Botzum, who has worked at what is now the Horsham Air Guard Station since 1988, had been maintaining planes for 30 years.
“I would’ve had the option of taking a retirement,” said Botzum, who also flew privately and built planes. “It was great that I had a job that was also a hobby.”
Eissler said he is awaiting word of when a new “flight” mission of sorts will get underway.
“They take these airplanes, they take them overseas,” Eissler said. “We actually sit here on the base … We won’t see or touch the airplanes. We will execute a mission in Afghanistan while sitting remotely.”
As for the old hangars, Botzum said one has been converted for mud storage, in preparation for natural disasters, such as the 2010 earthquake in Haiti. The hangars used for larger airplanes now house various large pieces of equipment and vehicles.
The plan – at least for the time being – is to keep the hangars.
“Down the road things always evolve,” Botzum said.
Evolution seems to have been the theme since about the time when the Base Realignment and Closure Commission's decision to close Willow Grove air base was handed down.
“Since 2005, things seem to change at an unbelievable pace,” Eissler said. “It seems to be budget-driven.”
The day-to-day personnel on the base was cut from about 1,100 to 800, he said.

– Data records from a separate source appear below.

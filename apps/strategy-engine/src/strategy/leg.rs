//! Option leg model.
//!
//! One leg is one option position: call or put, bought or sold, at a
//! strike, in lots. Legs carry the entry premium so the payoff curve is
//! an expiry P&L, not a mark-to-market curve.

use rust_decimal::Decimal;
use serde::{Deserialize, Serialize};

use super::error::InvalidLegError;
use super::ids::LegId;

/// Option type (call or put).
#[derive(Debug, Clone, Copy, PartialEq, Eq, Hash, Serialize, Deserialize)]
#[serde(rename_all = "SCREAMING_SNAKE_CASE")]
pub enum OptionKind {
    /// Call option (right to buy).
    Call,
    /// Put option (right to sell).
    Put,
}

impl std::fmt::Display for OptionKind {
    fn fmt(&self, f: &mut std::fmt::Formatter<'_>) -> std::fmt::Result {
        match self {
            Self::Call => write!(f, "Call"),
            Self::Put => write!(f, "Put"),
        }
    }
}

/// Position direction for a leg.
#[derive(Debug, Clone, Copy, PartialEq, Eq, Hash, Serialize, Deserialize)]
#[serde(rename_all = "SCREAMING_SNAKE_CASE")]
pub enum LegAction {
    /// Long position (premium paid).
    Buy,
    /// Short position (premium received).
    Sell,
}

impl LegAction {
    /// The opposite direction.
    #[must_use]
    pub const fn flipped(self) -> Self {
        match self {
            Self::Buy => Self::Sell,
            Self::Sell => Self::Buy,
        }
    }
}

impl std::fmt::Display for LegAction {
    fn fmt(&self, f: &mut std::fmt::Formatter<'_>) -> std::fmt::Result {
        match self {
            Self::Buy => write!(f, "Buy"),
            Self::Sell => write!(f, "Sell"),
        }
    }
}

/// A single leg of an options strategy.
///
/// Invariants (checked by [`OptionLeg::new`] and re-checked on patch):
/// `strike > 0`, `quantity > 0`, `lot_size > 0`, `premium >= 0`.
#[derive(Debug, Clone, PartialEq, Eq, Serialize, Deserialize)]
pub struct OptionLeg {
    /// Unique identifier, stable across reorders.
    pub id: LegId,
    /// Option type (call/put).
    pub kind: OptionKind,
    /// Position direction (buy/sell).
    pub action: LegAction,
    /// Exercise price.
    pub strike: Decimal,
    /// Expiry label. Display-only, never parsed by the engine.
    pub expiry: String,
    /// Number of lots.
    pub quantity: u32,
    /// Units per lot.
    pub lot_size: u32,
    /// Premium paid (buy) or received (sell) per unit at entry.
    pub premium: Decimal,
}

impl OptionLeg {
    /// Create a new leg, checking the leg invariants.
    pub fn new(
        kind: OptionKind,
        action: LegAction,
        strike: Decimal,
        expiry: impl Into<String>,
        quantity: u32,
        lot_size: u32,
        premium: Decimal,
    ) -> Result<Self, InvalidLegError> {
        validate_fields(strike, quantity, lot_size, premium)?;
        Ok(Self {
            id: LegId::generate(),
            kind,
            action,
            strike,
            expiry: expiry.into(),
            quantity,
            lot_size,
            premium,
        })
    }

    /// Effective position size in units (`quantity * lot_size`).
    #[must_use]
    pub fn effective_size(&self) -> Decimal {
        Decimal::from(self.quantity) * Decimal::from(self.lot_size)
    }

    /// Intrinsic value per unit at the given underlying price.
    #[must_use]
    pub fn intrinsic_at(&self, price: Decimal) -> Decimal {
        match self.kind {
            OptionKind::Call => (price - self.strike).max(Decimal::ZERO),
            OptionKind::Put => (self.strike - price).max(Decimal::ZERO),
        }
    }

    /// Expiry P&L contribution of this leg at the given underlying price.
    #[must_use]
    pub fn pnl_at(&self, price: Decimal) -> Decimal {
        let intrinsic = self.intrinsic_at(price);
        let per_unit = match self.action {
            LegAction::Buy => intrinsic - self.premium,
            LegAction::Sell => self.premium - intrinsic,
        };
        per_unit * self.effective_size()
    }

    /// Premium cash flow at entry (credit positive, debit negative).
    #[must_use]
    pub fn premium_cashflow(&self) -> Decimal {
        let value = self.premium * self.effective_size();
        match self.action {
            LegAction::Sell => value,
            LegAction::Buy => -value,
        }
    }

    /// Apply a field patch, re-checking the leg invariants.
    ///
    /// The id is never patched; it stays stable for the leg's lifetime.
    pub fn with_patch(&self, patch: &LegPatch) -> Result<Self, InvalidLegError> {
        let candidate = Self {
            id: self.id.clone(),
            kind: patch.kind.unwrap_or(self.kind),
            action: patch.action.unwrap_or(self.action),
            strike: patch.strike.unwrap_or(self.strike),
            expiry: patch.expiry.clone().unwrap_or_else(|| self.expiry.clone()),
            quantity: patch.quantity.unwrap_or(self.quantity),
            lot_size: patch.lot_size.unwrap_or(self.lot_size),
            premium: patch.premium.unwrap_or(self.premium),
        };
        validate_fields(
            candidate.strike,
            candidate.quantity,
            candidate.lot_size,
            candidate.premium,
        )?;
        Ok(candidate)
    }
}

/// A partial leg edit. `None` fields are left unchanged.
#[derive(Debug, Clone, Default, Serialize, Deserialize)]
pub struct LegPatch {
    /// New option type.
    #[serde(default)]
    pub kind: Option<OptionKind>,
    /// New direction.
    #[serde(default)]
    pub action: Option<LegAction>,
    /// New strike.
    #[serde(default)]
    pub strike: Option<Decimal>,
    /// New expiry label.
    #[serde(default)]
    pub expiry: Option<String>,
    /// New lot count.
    #[serde(default)]
    pub quantity: Option<u32>,
    /// New lot size.
    #[serde(default)]
    pub lot_size: Option<u32>,
    /// New entry premium.
    #[serde(default)]
    pub premium: Option<Decimal>,
}

fn validate_fields(
    strike: Decimal,
    quantity: u32,
    lot_size: u32,
    premium: Decimal,
) -> Result<(), InvalidLegError> {
    if strike <= Decimal::ZERO {
        return Err(InvalidLegError::NonPositiveStrike { strike });
    }
    if quantity == 0 {
        return Err(InvalidLegError::ZeroQuantity);
    }
    if lot_size == 0 {
        return Err(InvalidLegError::ZeroLotSize);
    }
    if premium < Decimal::ZERO {
        return Err(InvalidLegError::NegativePremium { premium });
    }
    Ok(())
}

#[cfg(test)]
mod tests {
    use super::*;
    use rust_decimal_macros::dec;

    fn buy_call() -> OptionLeg {
        OptionLeg::new(
            OptionKind::Call,
            LegAction::Buy,
            dec!(24100),
            "21 Nov 24",
            1,
            25,
            dec!(150),
        )
        .unwrap()
    }

    #[test]
    fn test_invariants_rejected() {
        let invalid = OptionLeg::new(
            OptionKind::Call,
            LegAction::Buy,
            dec!(0),
            "21 Nov 24",
            1,
            25,
            dec!(150),
        );
        assert!(matches!(
            invalid,
            Err(InvalidLegError::NonPositiveStrike { .. })
        ));

        let invalid = OptionLeg::new(
            OptionKind::Put,
            LegAction::Sell,
            dec!(24100),
            "21 Nov 24",
            0,
            25,
            dec!(150),
        );
        assert!(matches!(invalid, Err(InvalidLegError::ZeroQuantity)));

        let invalid = OptionLeg::new(
            OptionKind::Put,
            LegAction::Sell,
            dec!(24100),
            "21 Nov 24",
            1,
            0,
            dec!(150),
        );
        assert!(matches!(invalid, Err(InvalidLegError::ZeroLotSize)));

        let invalid = OptionLeg::new(
            OptionKind::Call,
            LegAction::Buy,
            dec!(24100),
            "21 Nov 24",
            1,
            25,
            dec!(-1),
        );
        assert!(matches!(
            invalid,
            Err(InvalidLegError::NegativePremium { .. })
        ));
    }

    #[test]
    fn test_effective_size() {
        let leg = buy_call();
        assert_eq!(leg.effective_size(), dec!(25));
    }

    #[test]
    fn test_buy_call_pnl() {
        let leg = buy_call();
        // Below the strike: premium fully lost
        assert_eq!(leg.pnl_at(dec!(23000)), dec!(-3750));
        // At breakeven strike + premium
        assert_eq!(leg.pnl_at(dec!(24250)), Decimal::ZERO);
        // Deep in the money
        assert_eq!(leg.pnl_at(dec!(24500)), dec!(6250));
    }

    #[test]
    fn test_sell_put_pnl() {
        let leg = OptionLeg::new(
            OptionKind::Put,
            LegAction::Sell,
            dec!(24000),
            "21 Nov 24",
            1,
            25,
            dec!(100),
        )
        .unwrap();
        // Above the strike: keep the premium
        assert_eq!(leg.pnl_at(dec!(24500)), dec!(2500));
        // Below the strike: premium offset by intrinsic
        assert_eq!(leg.pnl_at(dec!(23700)), dec!(-5000));
    }

    #[test]
    fn test_premium_cashflow_signs() {
        let buy = buy_call();
        assert_eq!(buy.premium_cashflow(), dec!(-3750));

        let mut sell = buy.clone();
        sell.action = LegAction::Sell;
        assert_eq!(sell.premium_cashflow(), dec!(3750));
    }

    #[test]
    fn test_patch_keeps_id_and_revalidates() {
        let leg = buy_call();
        let patched = leg
            .with_patch(&LegPatch {
                strike: Some(dec!(24200)),
                quantity: Some(2),
                ..LegPatch::default()
            })
            .unwrap();
        assert_eq!(patched.id, leg.id);
        assert_eq!(patched.strike, dec!(24200));
        assert_eq!(patched.quantity, 2);
        assert_eq!(patched.premium, leg.premium);

        let rejected = leg.with_patch(&LegPatch {
            strike: Some(dec!(-5)),
            ..LegPatch::default()
        });
        assert!(rejected.is_err());
    }
}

Less people require fewer buildings, he said, adding that demolition of unused buildings will continue.
An $8 million facility renovation for the Air Operations Group has been put on hold indefinitely, Eissler said.
As the federal government weighs in on a for the bulk of what was the 1,100-acre base property, Eissler said he does not think the homes proposed to surround the Horsham Air Guard Station will have any impact on the military or its various missions.
“I don’t see how it’s going to affect us,” Eissler said, adding that Air National Guard units that operate flying missions do so in oftentimes little space. “Most of the guard units out there are co-located on an airport.”
Since flying is no longer part of the equation and because military staff typically work from 7 a.m. to 5 p.m. during the week, Eissler said base neighbors will likely not have the same complaints as when “loud” planes were frequently flying overhead.
Along with the loss of planes, the remaining base is no longer representative of every military branch. Prior to NASJRB Willow Grove’s closure, Botzum said the military units were “very collaborative.”
“One base could basically feed its own war,” Botzum said. “Being separate was, you sort of didn’t do it. When we were all together, I felt safe. But, you know what happened with that.”
Even though Botzum said the remaining base’s new name – Horsham Air Guard Station - has yet to be “officially” changed from the previous, Willow Grove Air Reserve Station, and much of the site appears to be a work in progress, the 238 acres are far from "shuttered."